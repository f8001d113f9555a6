//! Command line arguments and parameters management/parsing.
use std::path::PathBuf;

use encyclopedia::entry::HideReason;
use structopt::StructOpt;

#[derive(Debug, StructOpt)]
#[structopt(
    name = "encyclopedia",
    about = "Build and incrementally enrich HTML encyclopedias of terms."
)]
pub struct Encyclopedia {
    #[structopt(
        long = "config",
        parse(from_os_str),
        global = true,
        help = "JSON settings file"
    )]
    pub config: Option<PathBuf>,
    #[structopt(subcommand)]
    pub command: Command,
}

#[derive(Debug, StructOpt)]
/// Holds every command that is callable by the `encyclopedia` command.
pub enum Command {
    #[structopt(about = "Create an encyclopedia from a wordlist, dictionary or encyclopedia")]
    Create(Create),
    #[structopt(about = "Report per-feature completion and breakdowns")]
    Status(Status),
    #[structopt(about = "Show the next unprocessed entry")]
    Next(Next),
    #[structopt(about = "Apply a feature to the next batch of entries")]
    Process(Process),
    #[structopt(about = "Hide an entry")]
    Hide(Hide),
    #[structopt(about = "Unhide a hidden entry")]
    Unhide(Unhide),
    #[structopt(about = "Select disambiguation options of an entry")]
    Select(Select),
}

#[derive(Debug, StructOpt)]
pub struct Create {
    #[structopt(parse(from_os_str), help = "wordlist (.txt), dictionary or encyclopedia HTML")]
    pub src: PathBuf,
    #[structopt(parse(from_os_str), help = "destination encyclopedia HTML")]
    pub dst: PathBuf,
    #[structopt(long = "title", help = "document title")]
    pub title: Option<String>,
    #[structopt(
        long = "lookup",
        help = "look up entries without Wikipedia page before merging"
    )]
    pub lookup: bool,
}

#[derive(Debug, StructOpt)]
pub struct Status {
    #[structopt(parse(from_os_str), help = "encyclopedia HTML")]
    pub file: PathBuf,
}

#[derive(Debug, StructOpt)]
pub struct Next {
    #[structopt(parse(from_os_str), help = "encyclopedia HTML")]
    pub file: PathBuf,
}

#[derive(Debug, StructOpt)]
pub struct Process {
    #[structopt(parse(from_os_str), help = "encyclopedia HTML")]
    pub file: PathBuf,
    #[structopt(long = "feature", short = "f", help = "feature to apply (wikipedia, images)")]
    pub feature: String,
    #[structopt(
        long = "batch-size",
        short = "n",
        help = "entries per batch (settings default if absent)"
    )]
    pub batch_size: Option<usize>,
    #[structopt(
        long = "no-resume",
        help = "also reprocess entries that already have the feature"
    )]
    pub no_resume: bool,
}

#[derive(Debug, StructOpt)]
pub struct Hide {
    #[structopt(parse(from_os_str), help = "encyclopedia HTML")]
    pub file: PathBuf,
    #[structopt(long = "entry", help = "entry id")]
    pub entry: String,
    #[structopt(
        long = "reason",
        default_value = "user_selected",
        help = "missing_wikipedia, general_term, false_wikipedia or user_selected"
    )]
    pub reason: HideReason,
}

#[derive(Debug, StructOpt)]
pub struct Unhide {
    #[structopt(parse(from_os_str), help = "encyclopedia HTML")]
    pub file: PathBuf,
    #[structopt(long = "entry", help = "entry id")]
    pub entry: String,
}

#[derive(Debug, StructOpt)]
pub struct Select {
    #[structopt(parse(from_os_str), help = "encyclopedia HTML")]
    pub file: PathBuf,
    #[structopt(long = "entry", help = "entry id")]
    pub entry: String,
    #[structopt(long = "url", help = "selected option URL, repeatable")]
    pub urls: Vec<String>,
}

=== REQUIRED ACTION ===
Copy the records word for word.

=== SOLUTION TO THE EXERCISE ===
repository f8001d113f9555a6
//! Command line arguments and parameters management/parsing.
use std::path::PathBuf;

use encyclopedia::entry::HideReason;
use structopt::StructOpt;

#[derive(Debug, StructOpt)]
#[structopt(
    name = "encyclopedia",
    about = "Build and incrementally enrich HTML encyclopedias of terms."
)]
pub struct Encyclopedia {
    #[structopt(
        long = "config",
        parse(from_os_str),
        global = true,
        help = "JSON settings file"
    )]
    pub config: Option<PathBuf>,
    #[structopt(subcommand)]
    pub command: Command,
}

#[derive(Debug, StructOpt)]
/// Holds every command that is callable by the `encyclopedia` command.
pub enum Command {
    #[structopt(about = "Create an encyclopedia from a wordlist, dictionary or encyclopedia")]
    Create(Create),
    #[structopt(about = "Report per-feature completion and breakdowns")]
    Status(Status),
    #[structopt(about = "Show the next unprocessed entry")]
    Next(Next),
    #[structopt(about = "Apply a feature to the next batch of entries")]
    Process(Process),
    #[structopt(about = "Hide an entry")]
    Hide(Hide),
    #[structopt(about = "Unhide a hidden entry")]
    Unhide(Unhide),
    #[structopt(about = "Select disambiguation options of an entry")]
    Select(Select),
}

#[derive(Debug, StructOpt)]
pub struct Create {
    #[structopt(parse(from_os_str), help = "wordlist (.txt), dictionary or encyclopedia HTML")]
    pub src: PathBuf,
    #[structopt(parse(from_os_str), help = "destination encyclopedia HTML")]
    pub dst: PathBuf,
    #[structopt(long = "title", help = "document title")]
    pub title: Option<String>,
    #[structopt(
        long = "lookup",
        help = "look up entries without Wikipedia page before merging"
    )]
    pub lookup: bool,
}

#[derive(Debug, StructOpt)]
pub struct Status {
    #[structopt(parse(from_os_str), help = "encyclopedia HTML")]
    pub file: PathBuf,
}

#[derive(Debug, StructOpt)]
pub struct Next {
    #[structopt(parse(from_os_str), help = "encyclopedia HTML")]
    pub file: PathBuf,
}

#[derive(Debug, StructOpt)]
pub struct Process {
    #[structopt(parse(from_os_str), help = "encyclopedia HTML")]
    pub file: PathBuf,
    #[structopt(long = "feature", short = "f", help = "feature to apply (wikipedia, images)")]
    pub feature: String,
    #[structopt(
        long = "batch-size",
        short = "n",
        help = "entries per batch (settings default if absent)"
    )]
    pub batch_size: Option<usize>,
    #[structopt(
        long = "no-resume",
        help = "also reprocess entries that already have the feature"
    )]
    pub no_resume: bool,
}

#[derive(Debug, StructOpt)]
pub struct Hide {
    #[structopt(parse(from_os_str), help = "encyclopedia HTML")]
    pub file: PathBuf,
    #[structopt(long = "entry", help = "entry id")]
    pub entry: String,
    #[structopt(
        long = "reason",
        default_value = "user_selected",
        help = "missing_wikipedia, general_term, false_wikipedia or user_selected"
    )]
    pub reason: HideReason,
}

#[derive(Debug, StructOpt)]
pub struct Unhide {
    #[structopt(parse(from_os_str), help = "encyclopedia HTML")]
    pub file: PathBuf,
    #[structopt(long = "entry", help = "entry id")]
    pub entry: String,
}

#[derive(Debug, StructOpt)]
pub struct Select {
    #[structopt(parse(from_os_str), help = "encyclopedia HTML")]
    pub file: PathBuf,
    #[structopt(long = "entry", help = "entry id")]
    pub entry: String,
    #[structopt(long = "url", help = "selected option URL, repeatable")]
    pub urls: Vec<String>,
}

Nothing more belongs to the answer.